Data for this task.
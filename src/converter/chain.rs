//! Lane resolution for runs of consecutive bumpers within one zone.
//!
//! Bumpers carry only their zone, so each one has to be placed on one of the
//! zone's two physical lanes:
//!
//! 1. A bumper played while exactly one lane is held down goes on the other
//!    lane and leaves the chain. Both lanes held is an authoring error.
//! 2. The remaining bumpers alternate, starting opposite the note before the
//!    chain (the virtual head).
//! 3. If the alternation does not end opposite the note after the chain (the
//!    tail), the assignments after the widest time gap are flipped.

use super::{ChartTime, TimedEvent, TimedKind, TransformError, Zone};
use crate::model::mapper::bumper_offset;
use crate::model::note::{OutputKind, OutputNote};
use log::debug;

/// A neighbouring note a chain orients itself against.
#[derive(Debug, Clone, Copy, PartialEq, Eq)]
pub(crate) struct Anchor {
    pub time: ChartTime,
    pub lane: u8,
}

/// Resolve the chain `events[chain_start..=chain_end]` and append its notes.
pub(crate) fn resolve_chain(
    zone: Zone,
    events: &[TimedEvent],
    chain_start: usize,
    chain_end: usize,
    notes: &mut Vec<OutputNote>,
) -> Result<(), TransformError> {
    let mut members = Vec::with_capacity(chain_end + 1 - chain_start);
    for member in &events[chain_start..=chain_end] {
        match covering_hold(zone, events, chain_start, member)? {
            Some(held_lane) => {
                let lane = zone.other_lane(held_lane).unwrap_or(held_lane);
                debug!(
                    "Bumper at {} is covered by a hold on lane {}, placing it on lane {}..!",
                    member.start, held_lane, lane
                );
                notes.push(bumper_note(zone, lane, member.start));
            }
            None => members.push(member.start),
        }
    }

    if members.is_empty() {
        return Ok(());
    }

    let head = virtual_head(zone, events, chain_start);
    let tail = tail_note(events, chain_end);

    let head_tendency = head.and_then(|h| tendency(zone, h.lane));
    let tail_tendency = tail.and_then(|t| tendency(zone, t.lane));
    let (head_tendency, tail_tendency) = match (head_tendency, tail_tendency) {
        (Some(h), Some(t)) => (h, Some(t)),
        (Some(h), None) => (h, Some(h)),
        (None, Some(t)) => (t, Some(t)),
        (None, None) => (zone.default_tendency(), None),
    };

    let mut lanes = alternate(zone, head_tendency, members.len());

    if let Some(tail_lane) = tail_tendency
        && lanes.last() != Some(&tail_lane)
        && let Some(flip_from) = widest_gap(head.map(|h| h.time), &members, tail.map(|t| t.time))
    {
        debug!(
            "Chain ends on lane {:?} but the tail wants lane {}, flipping from member {}..!",
            lanes.last(),
            tail_lane,
            flip_from
        );
        for lane in lanes.iter_mut().skip(flip_from) {
            *lane = zone.other_lane(*lane).unwrap_or(*lane);
        }
    }

    for (start, lane) in members.into_iter().zip(lanes) {
        notes.push(bumper_note(zone, lane, start));
    }

    Ok(())
}

/// The lane held down by an earlier hold when `member` is played, if any.
///
/// Each of the zone's lanes is searched backward from just before the chain.
fn covering_hold(
    zone: Zone,
    events: &[TimedEvent],
    chain_start: usize,
    member: &TimedEvent,
) -> Result<Option<u8>, TransformError> {
    let mut covered = None;

    for lane in zone.lanes() {
        let held = events[..chain_start]
            .iter()
            .rev()
            .any(|e| e.lane == lane && e.kind == TimedKind::Hold && e.end >= member.start);

        if held {
            if covered.is_some() {
                return Err(TransformError::AuthoringConflict {
                    zone,
                    time: member.start,
                    index: member.index,
                });
            }
            covered = Some(lane);
        }
    }

    Ok(covered)
}

/// The note the chain continues from.
///
/// Takes the nearest earlier note on each of the zone's lanes, timed by when
/// it releases the lane. The later one wins. On an exact tie a lone chip wins,
/// two chips leave the head undetermined, and otherwise the zone's first lane
/// wins.
pub(crate) fn virtual_head(zone: Zone, events: &[TimedEvent], chain_start: usize) -> Option<Anchor> {
    let before = &events[..chain_start];
    let candidates: Vec<(Anchor, bool)> = zone
        .lanes()
        .into_iter()
        .filter_map(|lane| before.iter().rev().find(|e| e.lane == lane))
        .map(|e| {
            let anchor = Anchor {
                time: e.effective_time(),
                lane: e.lane,
            };
            (anchor, e.kind == TimedKind::Chip)
        })
        .collect();

    match candidates.as_slice() {
        [] => None,
        [(only, _)] => Some(*only),
        [(first, first_chip), (second, second_chip)] if first.time == second.time => {
            match (*first_chip, *second_chip) {
                (true, true) => None,
                (false, true) => Some(*second),
                _ => Some(*first),
            }
        }
        [(first, _), (second, _)] => Some(if second.time > first.time { *second } else { *first }),
        _ => None,
    }
}

/// The first non-bumper note after the chain, timed by its start.
///
/// There is no tie handling between simultaneous notes here, unlike
/// [`virtual_head`]: the earliest in sorted order is used.
pub(crate) fn tail_note(events: &[TimedEvent], chain_end: usize) -> Option<Anchor> {
    events
        .get(chain_end + 1..)?
        .iter()
        .find(|e| !e.is_bumper())
        .map(|e| Anchor {
            time: e.start,
            lane: e.lane,
        })
}

/// Lane a chain should sit on next to a neighbour on `lane`: the other one.
pub(crate) fn tendency(zone: Zone, lane: u8) -> Option<u8> {
    zone.other_lane(lane)
}

pub(crate) fn alternate(zone: Zone, first: u8, count: usize) -> Vec<u8> {
    let mut lanes = Vec::with_capacity(count);
    let mut current = first;
    for _ in 0..count {
        lanes.push(current);
        current = zone.other_lane(current).unwrap_or(current);
    }
    lanes
}

/// Index of the first member after the widest gap in the chain's timeline.
///
/// Gaps are head→first member, between consecutive members, and last
/// member→tail. Equal gaps resolve to the later one. Returns `members.len()`
/// when the tail gap wins, in which case nothing is flipped.
pub(crate) fn widest_gap(
    head: Option<ChartTime>,
    members: &[ChartTime],
    tail: Option<ChartTime>,
) -> Option<usize> {
    let first = *members.first()?;
    let last = *members.last()?;

    let head_gap = head.map(|h| (first.since(h), 0));
    let inner_gaps = members
        .windows(2)
        .enumerate()
        .map(|(j, pair)| (pair[1].since(pair[0]), j + 1));
    let tail_gap = tail.map(|t| (t.since(last), members.len()));

    head_gap
        .into_iter()
        .chain(inner_gaps)
        .chain(tail_gap)
        .max()
        .map(|(_, flip_from)| flip_from)
}

fn bumper_note(zone: Zone, lane: u8, start: ChartTime) -> OutputNote {
    let time = start.to_triple();
    OutputNote::new(OutputKind::Tap, bumper_offset(zone.base_lane(), lane), time, time)
}

#[cfg(test)]
mod test {
    use super::super::test::{bumper, chip, hold, offsets, raw};
    use super::super::transform;
    use super::*;

    // Zone A bumper positions.
    const LANE0: f64 = -355.0;
    const LANE1: f64 = -185.0;

    fn t(ms: i64) -> ChartTime {
        ChartTime::from_whole_ms(ms)
    }

    fn bumper_offsets(notes: &[OutputNote], range: std::ops::Range<usize>) -> Vec<f64> {
        offsets(&notes[range])
    }

    #[test]
    fn dual_hold_coverage_is_a_conflict() {
        env_logger::try_init().unwrap_or(());

        let events = vec![hold(0, 0.0, 5000), hold(1, 0.0, 5000), bumper(0, 2000.0)];
        assert_eq!(
            transform(&events),
            Err(TransformError::AuthoringConflict {
                zone: Zone::A,
                time: t(2000),
                index: 2,
            })
        );
    }

    #[test]
    fn single_hold_coverage_places_bumper_opposite() {
        env_logger::try_init().unwrap_or(());

        let notes = transform(&[hold(0, 0.0, 5000), bumper(0, 2000.0)]).unwrap();
        assert_eq!(notes.len(), 2);
        assert_eq!(notes[0].kind, OutputKind::Hold);
        assert_eq!(notes[1].kind, OutputKind::Tap);
        assert_eq!(notes[1].lane_offset, LANE1);
        assert_eq!(notes[1].start_time, notes[1].end_time);

        let notes = transform(&[hold(1, 0.0, 5000), bumper(0, 2000.0)]).unwrap();
        assert_eq!(notes[1].lane_offset, LANE0);

        let notes = transform(&[hold(3, 0.0, 5000), bumper(2, 5000.0)]).unwrap();
        assert_eq!(notes[1].lane_offset, 185.0);
    }

    #[test]
    fn hold_released_before_bumper_does_not_cover() {
        let notes = transform(&[hold(0, 0.0, 1999), hold(1, 0.0, 100), bumper(0, 2000.0)]).unwrap();
        // Head is the lane 0 hold (released last), so the bumper goes on lane 1.
        assert_eq!(notes[2].lane_offset, LANE1);
    }

    #[test]
    fn covered_members_are_emitted_first() {
        let events = vec![hold(0, 0.0, 150), bumper(0, 100.0), bumper(0, 200.0)];
        let notes = transform(&events).unwrap();

        assert_eq!(notes.len(), 3);
        assert_eq!(notes[1].start_time, t(100).to_triple());
        assert_eq!(notes[1].lane_offset, LANE1);
        // Head is the lane 0 hold, so the remaining member starts on lane 1.
        assert_eq!(notes[2].start_time, t(200).to_triple());
        assert_eq!(notes[2].lane_offset, LANE1);
    }

    #[test]
    fn pure_alternation_from_head() {
        env_logger::try_init().unwrap_or(());

        // Head on lane 0 pushes the chain to start on lane 1; tail on lane 1
        // wants it to end on lane 0, which alternation already does.
        let events = vec![
            chip(0, 0.0),
            bumper(0, 100.0),
            bumper(0, 200.0),
            raw(8, 0, 300.0),
            bumper(0, 400.0),
            chip(1, 500.0),
        ];
        let notes = transform(&events).unwrap();

        assert_eq!(notes.len(), 6);
        assert_eq!(bumper_offsets(&notes, 1..5), vec![LANE1, LANE0, LANE1, LANE0]);
        assert!(notes[1..5].iter().all(|n| n.kind == OutputKind::Tap));
        assert_eq!(notes[5].lane_offset, -135.0);
    }

    #[test]
    fn reconciliation_flips_after_widest_gap() {
        env_logger::try_init().unwrap_or(());

        // Naive alternation gives 1,0,1 but the tail on lane 1 wants lane 0 last.
        // The 500ms gap between members 2 and 3 is the widest.
        let events = vec![
            chip(0, 0.0),
            bumper(0, 100.0),
            bumper(0, 200.0),
            bumper(0, 700.0),
            chip(1, 800.0),
        ];
        let notes = transform(&events).unwrap();

        assert_eq!(bumper_offsets(&notes, 1..4), vec![LANE1, LANE0, LANE0]);
    }

    #[test]
    fn reconciliation_prefers_later_gap_on_tie() {
        // Gaps: head 100, inner 100, tail 50. Head and inner tie, inner wins.
        let events = vec![
            chip(0, 0.0),
            bumper(0, 100.0),
            bumper(0, 200.0),
            chip(0, 250.0),
        ];
        let notes = transform(&events).unwrap();
        assert_eq!(bumper_offsets(&notes, 1..3), vec![LANE1, LANE1]);

        // All gaps equal: the tail gap wins and nothing is flipped.
        let events = vec![
            chip(0, 0.0),
            bumper(0, 100.0),
            bumper(0, 200.0),
            chip(0, 300.0),
        ];
        let notes = transform(&events).unwrap();
        assert_eq!(bumper_offsets(&notes, 1..3), vec![LANE1, LANE0]);
    }

    #[test]
    fn head_tie_prefers_lone_chip() {
        // Lane 0 hold releases at the same time the lane 1 chip is hit.
        let events = vec![hold(0, 0.0, 100), chip(1, 100.0), bumper(0, 200.0)];
        let notes = transform(&events).unwrap();

        assert_eq!(notes[2].lane_offset, LANE0);
    }

    #[test]
    fn head_tie_between_chips_is_undetermined() {
        let events = vec![chip(0, 100.0), chip(1, 100.0), bumper(0, 200.0)];
        let notes = transform(&events).unwrap();

        // Falls back to zone A's default lane.
        assert_eq!(notes[2].lane_offset, LANE1);

        // With a tail on lane 0 the chain starts on lane 1 from the tail alone.
        let events = vec![
            chip(0, 100.0),
            chip(1, 100.0),
            bumper(0, 200.0),
            bumper(0, 300.0),
            chip(0, 400.0),
        ];
        let notes = transform(&events).unwrap();
        assert_eq!(bumper_offsets(&notes, 2..4), vec![LANE1, LANE0]);
    }

    #[test]
    fn head_tie_without_chips_takes_first_lane() {
        // Both holds release together, so lane 0 is the head.
        let events = vec![hold(0, 0.0, 100), hold(1, 0.0, 100), bumper(0, 200.0)];
        let notes = transform(&events).unwrap();
        assert_eq!(notes[2].lane_offset, LANE1);

        // File order does not matter, only the lane.
        let events = vec![raw(6, 1, 100.0), raw(6, 0, 100.0), bumper(0, 200.0)];
        let notes = transform(&events).unwrap();
        assert_eq!(notes[2].lane_offset, LANE1);
    }

    #[test]
    fn head_prefers_later_release() {
        let events = vec![chip(0, 100.0), chip(1, 150.0), bumper(0, 200.0)];
        let notes = transform(&events).unwrap();

        assert_eq!(notes[2].lane_offset, LANE0);
    }

    #[test]
    fn bumper_mine_anchors_neighbouring_chains() {
        let events = vec![bumper(0, 100.0), raw(7, 0, 150.0), bumper(0, 200.0)];
        let notes = transform(&events).unwrap();

        // First chain: nothing around it but the bumper mine tail on lane 0.
        assert_eq!(notes[0].lane_offset, LANE1);
        // Second chain: the bumper mine on lane 0 is the head.
        assert_eq!(notes[2].lane_offset, LANE1);
    }

    #[test]
    fn zone_b_defaults() {
        let notes = transform(&[bumper(2, 0.0)]).unwrap();
        assert_eq!(notes[0].lane_offset, 185.0);

        let notes = transform(&[bumper(2, 0.0), bumper(2, 10.0), bumper(2, 20.0)]).unwrap();
        assert_eq!(offsets(&notes), vec![185.0, 355.0, 185.0]);
    }

    #[test]
    fn tail_takes_first_of_simultaneous_notes() {
        // No head, so the tail alone sets the chain's lane. Swapping the file
        // order of the two simultaneous tail chips changes the result.
        let events = vec![bumper(0, 100.0), chip(1, 500.0), chip(0, 500.0)];
        let notes = transform(&events).unwrap();
        assert_eq!(notes[0].lane_offset, LANE0);

        let events = vec![bumper(0, 100.0), chip(0, 500.0), chip(1, 500.0)];
        let notes = transform(&events).unwrap();
        assert_eq!(notes[0].lane_offset, LANE1);
    }

    #[test]
    fn widest_gap_positions() {
        let members = [t(100), t(200), t(700)];
        assert_eq!(widest_gap(Some(t(0)), &members, Some(t(800))), Some(2));
        assert_eq!(widest_gap(Some(t(-1000)), &members, Some(t(800))), Some(0));
        assert_eq!(widest_gap(None, &members, Some(t(5000))), Some(3));
        assert_eq!(widest_gap(None, &[t(100)], None), None);
        assert_eq!(widest_gap(None, &[], Some(t(0))), None);
    }

    #[test]
    fn alternation_and_tendency() {
        assert_eq!(alternate(Zone::A, 1, 4), vec![1, 0, 1, 0]);
        assert_eq!(alternate(Zone::B, 2, 3), vec![2, 3, 2]);
        assert_eq!(tendency(Zone::A, 0), Some(1));
        assert_eq!(tendency(Zone::B, 3), Some(2));
        assert_eq!(tendency(Zone::B, 0), None);
    }
}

Problem.
Show each line of the listing that holds the string "find".

Worked solution.
        .filter_map(|lane| before.iter().rev().find(|e| e.lane == lane))
        .find(|e| !e.is_bumper())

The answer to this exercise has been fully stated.